In 1839 some colored men from Sierra Leone, desirous of engaging in trade, purchased a small vessel, and called at Lagos and Badagry. They had been slaves in this country, and had been taken to Sierra Leone, where they had received a Christian education. Their visit, therefore, was attended with no ordinary interest. They recognized many of their friends and kindred, and were agreeably surprised at the wonderful change that had taken place in so short a time. They returned to Sierra Leone, only to inspire their neighbors with a zeal for commercial and missionary enterprise. Within three years, five hundred of the best colored people of Sierra Leone set out for Lagos and Badagry on the seacoast, and then moved overland to Abeokuta, where they intended to make their home. In this company of noble men were merchants, mechanics, physicians, school-teachers, and clergymen. Their people had fought for deliverance from physical bondage: these brave missionaries had come to deliver them from intellectual and spiritual bondage. The people of Abeokuta gave the missionaries a hearty welcome. The colony received new blood and energy. School-buildings and churches rose on every hand. Commerce was revived, and even agriculture received more skilful attention. Peace and and plenty began to abound. Every thing wore a sunny smile, and many tribes were bound together by the golden cords of civilization, and sang their Te Deum together. Far-away England caught their songs of peace, and sent them agricultural implements, machinery, and Christian ministers and teachers. So, that, nowhere on the continent of Africa is there to be found so many renewed households, so many reclaimed tribes, such substantial results of a vigorous, Christian civilization.

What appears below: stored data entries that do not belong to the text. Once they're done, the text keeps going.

//! The `@kok(<key>): "<value>"` comment DSL.
//!
//! A comment line takes part in the DSL only if it mentions `@kok`. Such a
//! line must then match the annotation form exactly once; anything else is an
//! error rather than prose.

use crate::error::ValueError;
use crate::operation::{MEDIA_TYPE_JSON, SuccessResponse};
use crate::param::{ParamDescriptor, ParamEdit};

/// Marker that turns a comment line into an annotation.
pub const MARKER: &str = "@kok";

/// A `(key, value)` pair lifted out of one comment line.
#[derive(Debug, Clone, Copy, PartialEq, Eq)]
pub struct RawAnnotation<'a> {
    pub key: &'a str,
    pub value: &'a str,
}

/// Outcome of scanning a single comment line.
#[derive(Debug, Clone, Copy, PartialEq, Eq)]
pub enum Line<'a> {
    /// Free-form documentation.
    Prose,
    Annotation(RawAnnotation<'a>),
    /// Mentions `@kok` but is not a well-formed annotation.
    Invalid,
}

/// Scan one comment line.
pub fn scan_line(line: &str) -> Line<'_> {
    let Some(start) = line.find(MARKER) else {
        return Line::Prose;
    };

    // Later occurrences get a chance if the first is, e.g., inside prose.
    let mut rest = &line[start..];
    loop {
        if let Some(raw) = match_annotation(rest) {
            return Line::Annotation(raw);
        }
        match rest[MARKER.len()..].find(MARKER) {
            Some(next) => rest = &rest[MARKER.len() + next..],
            None => return Line::Invalid,
        }
    }
}

/// Match `@kok(<word>):<ws>"<value>"` at the start of `text`; the value runs
/// to the last quote on the line and must not be empty.
fn match_annotation(text: &str) -> Option<RawAnnotation<'_>> {
    let rest = text.strip_prefix(MARKER)?.strip_prefix('(')?;

    let key_len = rest
        .find(|c: char| !(c.is_ascii_alphanumeric() || c == '_'))
        .unwrap_or(rest.len());
    if key_len == 0 {
        return None;
    }
    let (key, rest) = rest.split_at(key_len);

    let rest = rest.strip_prefix(')')?.strip_prefix(':')?;
    let rest = rest.trim_start().strip_prefix('"')?;
    let end = rest.rfind('"')?;
    let value = &rest[..end];
    if value.is_empty() {
        return None;
    }

    Some(RawAnnotation { key, value })
}

/// A recognized annotation with its value parsed.
#[derive(Debug, Clone, PartialEq, Eq)]
pub enum Annotation {
    /// `@kok(op): "<METHOD> <PATTERN>"`
    Op { method: String, pattern: String },
    /// `@kok(param): "<name>[.<field>][,in=..][,name=..][,type=..][,required=..]"`
    Param { target: String, edit: ParamEdit },
    /// `@kok(success): "[statusCode=..][,mediaType=..][,encoder=..]"`
    Success(SuccessResponse),
    /// `@kok(failure): "[encoder=]<ref>"`
    Failure { encoder: String },
}

/// Why a raw annotation could not be turned into an [`Annotation`].
#[derive(Debug, Clone, PartialEq, Eq)]
pub enum AnnotationError {
    UnknownKey,
    MalformedOp,
    Value(ValueError),
}

impl From<ValueError> for AnnotationError {
    fn from(err: ValueError) -> Self {
        AnnotationError::Value(err)
    }
}

impl Annotation {
    pub fn parse(raw: RawAnnotation<'_>) -> Result<Self, AnnotationError> {
        match raw.key {
            "op" => {
                let fields: Vec<&str> = raw.value.split_whitespace().collect();
                let [method, pattern] = fields.as_slice() else {
                    return Err(AnnotationError::MalformedOp);
                };
                Ok(Annotation::Op {
                    method: method.to_string(),
                    pattern: pattern.to_string(),
                })
            }
            "param" => {
                let descriptor = ParamDescriptor::parse(raw.value)?;
                let (target, edit) = ParamEdit::from_descriptor(descriptor);
                Ok(Annotation::Param { target, edit })
            }
            "success" => Ok(Annotation::Success(parse_success(raw.value)?)),
            "failure" => Ok(Annotation::Failure {
                encoder: parse_failure(raw.value)?,
            }),
            _ => Err(AnnotationError::UnknownKey),
        }
    }
}

fn parse_success(value: &str) -> Result<SuccessResponse, ValueError> {
    let mut resp = SuccessResponse::default();

    for segment in value.split(',').map(str::trim).filter(|s| !s.is_empty()) {
        let Some((key, val)) = segment.split_once('=') else {
            return Err(ValueError::new(format!(
                "expected `key=value`, got {segment:?}"
            )));
        };
        let (key, val) = (key.trim(), val.trim());
        if val.is_empty() {
            return Err(ValueError::new(format!("empty value for `{key}`")));
        }

        match key {
            "statusCode" => {
                let code: u16 = val
                    .parse()
                    .map_err(|_| ValueError::new(format!("invalid status code {val:?}")))?;
                if !(100..=599).contains(&code) {
                    return Err(ValueError::new(format!("status code {code} out of range")));
                }
                resp.status_code = code;
            }
            "mediaType" => resp.media_type = val.to_string(),
            "encoder" => resp.encoder = Some(val.to_string()),
            other => {
                return Err(ValueError::new(format!(
                    "unknown success attribute `{other}` (valid: statusCode, mediaType, encoder)"
                )));
            }
        }
    }

    if resp.media_type.is_empty() {
        resp.media_type = MEDIA_TYPE_JSON.to_string();
    }
    Ok(resp)
}

fn parse_failure(value: &str) -> Result<String, ValueError> {
    let value = value.trim();
    let encoder = match value.split_once('=') {
        Some(("encoder", encoder)) => encoder.trim(),
        Some((key, _)) => {
            return Err(ValueError::new(format!(
                "unknown failure attribute `{}` (valid: encoder)",
                key.trim()
            )));
        }
        None => value,
    };

    if encoder.is_empty() || encoder.contains(char::is_whitespace) {
        return Err(ValueError::new(format!("invalid encoder reference {encoder:?}")));
    }
    Ok(encoder.to_string())
}
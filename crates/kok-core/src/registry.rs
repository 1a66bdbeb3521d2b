//! Codec lookup by operation name.

use std::collections::HashMap;
use std::fmt;
use std::sync::Arc;

use tracing::debug;

use crate::codec::Codec;
use crate::json::JsonCodec;

/// Named codecs plus a default.
///
/// Built once at startup with the `with_*` methods and read-only afterwards;
/// share it behind an `Arc` between the transport layer and documentation
/// generation.
///
/// # Example
///
/// ```
/// use kok_core::{CodecRegistry, JsonCodec};
///
/// let registry = CodecRegistry::new()
///     .with_codec("UploadAvatar", JsonCodec::new());
///
/// assert!(registry.contains("UploadAvatar"));
/// assert!(!registry.contains("GetProfile"));
/// ```
#[derive(Clone)]
pub struct CodecRegistry {
    codecs: HashMap<String, Arc<dyn Codec>>,
    default: Arc<dyn Codec>,
}

impl Default for CodecRegistry {
    fn default() -> Self {
        Self::new()
    }
}

impl fmt::Debug for CodecRegistry {
    fn fmt(&self, f: &mut fmt::Formatter<'_>) -> fmt::Result {
        let mut names: Vec<_> = self.codecs.keys().collect();
        names.sort();
        f.debug_struct("CodecRegistry")
            .field("codecs", &names)
            .finish_non_exhaustive()
    }
}

impl CodecRegistry {
    /// Registry whose default is a plain [`JsonCodec`].
    pub fn new() -> Self {
        Self {
            codecs: HashMap::new(),
            default: Arc::new(JsonCodec::new()),
        }
    }

    pub fn with_default(mut self, codec: impl Codec + 'static) -> Self {
        self.default = Arc::new(codec);
        self
    }

    /// Bind `codec` to the operation (or encoder reference) `name`.
    pub fn with_codec(self, name: impl Into<String>, codec: impl Codec + 'static) -> Self {
        self.with_shared_codec(name, Arc::new(codec))
    }

    /// Bind an already shared codec, e.g. one codec for several operations.
    pub fn with_shared_codec(mut self, name: impl Into<String>, codec: Arc<dyn Codec>) -> Self {
        self.codecs.insert(name.into(), codec);
        self
    }

    pub fn contains(&self, name: &str) -> bool {
        self.codecs.contains_key(name)
    }

    pub fn default_codec(&self) -> &dyn Codec {
        self.default.as_ref()
    }

    /// Codec for the operation `name`, falling back to the default.
    pub fn codec(&self, name: &str) -> &dyn Codec {
        match self.codecs.get(name) {
            Some(codec) => codec.as_ref(),
            None => {
                debug!(operation = name, "no codec registered, using default");
                self.default.as_ref()
            }
        }
    }

    /// Like [`codec`](Self::codec), but an encoder reference registered
    /// under its own name takes precedence over the operation name.
    pub fn resolve(&self, operation: &str, encoder: Option<&str>) -> &dyn Codec {
        if let Some(codec) = encoder.and_then(|e| self.codecs.get(e)) {
            return codec.as_ref();
        }
        self.codec(operation)
    }

    /// Shared handle to the codec for `name`.
    pub fn shared(&self, name: &str) -> Arc<dyn Codec> {
        self.codecs
            .get(name)
            .cloned()
            .unwrap_or_else(|| Arc::clone(&self.default))
    }
}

The forces that quickened the inhabitants of Abeokuta were not all objective, exoteric: there were subjective and inherent forces at work in the hearts of the people. They were capable of civilization,—longed for it; and the first blaze of light from without aroused their slumbering forces, and showed them the broad and ascending road that led to the heights of freedom and usefulness. That they sought this road with surprising alacrity, we have the most abundant evidence. Nor did all the leaders come from abroad. Adgai, in the Yoruba language, but Crowther, in English, was a native of this country. In 1822 he was sold into slavery at the port of Badagry. The vessel that was to bear him away to the "land of chains and stocks" was captured by a British man-of-war, and taken to Sierra Leone. Here he came under the influence of Christian teachers. He proved to be one of the best pupils in his school. He received a classical education, fitted for the ministry, and then hastened back to his native country to carry the gospel of peace. It is rather remarkable, but he found his mother and several sisters still "in the gall of bitterness and in the bonds of iniquity." The son and brother became their spiritual teacher, and, ere long, had the great satisfaction of seeing them "clothed, in their right mind, and sitting at the feet of Jesus." His influence has been almost boundless. A man of magnificent physical proportions,—tall, a straight body mounted by a ponderous head, shapely, with a kind eye, benevolent face, a rich cadence in his voice,—the "black Bishop" Crowther is a princely looking man, who would attract the attention of cultivated people anywhere. He is a man of eminent piety, broad scholarship, and good works. He has translated the Bible into the Yoruba language, founded schools, and directed the energies of his people with a matchless zeal. His beautiful and beneficent life is an argument in favor of the possibilities of Negro manhood so long injured by the dehumanizing influences of slavery. Others have caught the inspiration that has made Bishop Crowther's life "as terrible as an army with banners" to the enemies of Christ and humanity, and are working to dissipate the darkness of that land of night.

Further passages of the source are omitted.